Brian Dunbar over on his Space for Commerce blog has it right with this Niven quote:
A. E. Van Vogt never worried about what a spacecraft cost. I don’t think Isaac Asimov did either.
Nobody ever did until, in the 1950s, Robert Heinlein published “The Man Who Sold the Moon”. And nobody did again for a long time. Imitating Heinlein used to be normal, but the science fiction writers of the day couldn’t imitate this. None of us had trained for it. The excitement of travel to other worlds is in our nerves and bones, but where is the excitement in economics?
Then we watched mankind set twelve human beings on the moon for a few days at a time, come home, and stop.
We saw our space station built in Houston, orbiting too low and too slow, at ten times the cost.
Thirtieth anniversary of the first man on the moon, celebrated by grumbling.
My tee shirt bears an obsolete picture of Freedom space station and the legend, “Nine years, nine billion dollars, and all we got was this lousy shirt,” and it’s years old and wearing out.
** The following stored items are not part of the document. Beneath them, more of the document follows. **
// src/bin/spider.rs
// =============================================================================
// Entry point of the `spider` binary.
//
// What happens here:
// 1. Set up logging (stdout, filtered by RUST_LOG, default "info")
// 2. Parse command-line arguments using clap
// 3. Wire Ctrl-C to a cancellation token
// 4. Hand over to arachnida::crawl::run_spider
//
// Exit codes: 0 for every crawl, however many pages or images failed;
// 1 only when the download directory cannot be created.
// =============================================================================

use clap::Parser;
use tokio_util::sync::CancellationToken;
use tracing_subscriber::EnvFilter;

use arachnida::cli::SpiderCli;
use arachnida::crawl::run_spider;

#[tokio::main]
async fn main() {
    let filter = EnvFilter::try_from_default_env().unwrap_or_else(|_| EnvFilter::new("info"));
    tracing_subscriber::fmt()
        .with_env_filter(filter)
        .with_target(false)
        .init();

    let cancel = CancellationToken::new();
    let on_interrupt = cancel.clone();
    tokio::spawn(async move {
        if tokio::signal::ctrl_c().await.is_ok() {
            tracing::warn!("Interrupted, finishing current request");
            on_interrupt.cancel();
        }
    });

    let exit_code = match run_spider(SpiderCli::parse(), cancel).await {
        Ok(()) => 0,
        Err(e) => {
            tracing::error!("{:#}", e);
            1
        }
    };

    std::process::exit(exit_code);
}
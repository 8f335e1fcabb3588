// src/crawl/mod.rs
// =============================================================================
// This module handles website crawling and image downloading.
//
// Pipeline for one page:
//   normalize -> fetch -> parse -> download images -> extract links -> push
//
// Submodules:
// - normalize: turns href/src values into absolute URLs (or rejects them)
// - fetch:     HTTP GET with the browser-like header set
// - document:  parsed page + link and image extractors
// - download:  image filtering, naming and writing
// - stop:      cancellation and deadline, shared by page and image fetches
// - engine:    the depth-first frontier walk tying it all together
// - run:       the spider program: output directory, crawl, optional JSON
// =============================================================================

mod document;
mod download;
mod engine;
mod fetch;
mod normalize;
mod run;
mod stop;

pub use document::PageDocument;
pub use download::{DownloadResult, ImageDownloader, ImageReference, PageImages};
pub use engine::{CrawlReport, CrawlTarget, Spider, VisitedSet};
pub use fetch::PageFetcher;
pub use normalize::normalize;
pub use run::run_spider;
pub use stop::{StopReason, StopSignal};
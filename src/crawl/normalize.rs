// src/crawl/normalize.rs
// =============================================================================
// Turns raw href/src attribute values into absolute URLs.
//
// Rules, applied in order:
// 1. "//host/path"  -> "https://host/path"   (protocol-relative)
// 2. "/path"        -> resolved against the page's scheme + host
// 3. "http:..." / "https:..." -> taken as is
// 4. anything else  -> rejected (mailto:, javascript:, "#top", "img/a.png")
//
// Rule 4 means same-page-relative paths ("photo.png", "../a") are never
// followed or downloaded. Fragments and query strings are kept, so
// "https://a.com/x#one" and "https://a.com/x#two" are different pages.
// =============================================================================

use url::Url;

use crate::errors::CrawlError;

// Resolves a reference found on `base` into an absolute http(s) URL
//
// Parameters:
//   base: the URL of the page the reference was found on
//   reference: the raw attribute value
//
// Returns: Ok(absolute_url) or Err(CrawlError::InvalidReference)
pub fn normalize(base: &Url, reference: &str) -> Result<Url, CrawlError> {
    let invalid = || CrawlError::InvalidReference {
        reference: reference.to_string(),
    };

    let resolved = if reference.starts_with("//") {
        Url::parse(&format!("https:{reference}"))
    } else if reference.starts_with('/') {
        base.join(reference)
    } else if reference.starts_with("http:") || reference.starts_with("https:") {
        Url::parse(reference)
    } else {
        return Err(invalid());
    };

    resolved.map_err(|_| invalid())
}

#[cfg(test)]
mod tests {
    use super::*;

    fn base() -> Url {
        Url::parse("https://example.com/a/b").unwrap()
    }

    #[test]
    fn test_protocol_relative_gets_https() {
        let url = normalize(&base(), "//cdn.example.org/x.png").unwrap();
        assert_eq!(url.as_str(), "https://cdn.example.org/x.png");
    }

    #[test]
    fn test_root_relative_uses_page_host() {
        let url = normalize(&base(), "/img/photo.png").unwrap();
        assert_eq!(url.as_str(), "https://example.com/img/photo.png");
    }

    #[test]
    fn test_root_relative_keeps_page_scheme() {
        let base = Url::parse("http://127.0.0.1:8080/deep/page").unwrap();
        let url = normalize(&base, "/docs").unwrap();
        assert_eq!(url.as_str(), "http://127.0.0.1:8080/docs");
    }

    #[test]
    fn test_absolute_passes_through() {
        let url = normalize(&base(), "http://other.com/page?q=1#frag").unwrap();
        assert_eq!(url.as_str(), "http://other.com/page?q=1#frag");
    }

    #[test]
    fn test_fragments_are_not_stripped() {
        let one = normalize(&base(), "https://example.com/x#one").unwrap();
        let two = normalize(&base(), "https://example.com/x#two").unwrap();
        assert_ne!(one, two);
    }

    #[test]
    fn test_rejects_other_schemes_and_relative_paths() {
        for reference in [
            "mailto:test@example.com",
            "javascript:void(0)",
            "#section",
            "photo.png",
            "../up",
            "",
            "ftp://example.com/file",
        ] {
            assert!(
                matches!(
                    normalize(&base(), reference),
                    Err(CrawlError::InvalidReference { .. })
                ),
                "{reference} should be rejected"
            );
        }
    }

    #[test]
    fn test_rejects_unparseable_absolute() {
        assert!(normalize(&base(), "http://").is_err());
    }
}
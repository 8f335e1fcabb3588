// src/lib.rs
// =============================================================================
// Library root shared by the two binaries:
//
// - spider:   crawls a website (optionally recursively) and downloads images
// - scorpion: prints the embedded EXIF tags and filesystem timestamps of images
//
// The two pipelines share no runtime state. The only thing they have in
// common is the static configuration in `config` (the image allow-list).
// =============================================================================

pub mod cli;      // src/cli.rs - command-line definitions for both binaries
pub mod config;   // src/config.rs - allow-lists, header set, crawl settings
pub mod errors;   // src/errors.rs - typed error taxonomy
pub mod crawl;    // src/crawl/ - the traversal engine and its collaborators
pub mod inspect;  // src/inspect/ - the metadata inspector pipeline

pub use config::CrawlConfig;
pub use errors::{CrawlError, InspectError};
Now is economics interesting?
We’re never going to see large amounts of interesting things happening in space without commerce playing the leading role. Commerce will only happen when things make economic sense. Without tens or hundreds of commercial dollars being exchanged for every dollar that government spends in space, we’re not going to see settlements on the Moon, Mars, or anywhere else for that matter. Making the business case connect over and over again for space ventures is the most important thing we need to start doing if we want to space settled and developed in our lifetimes.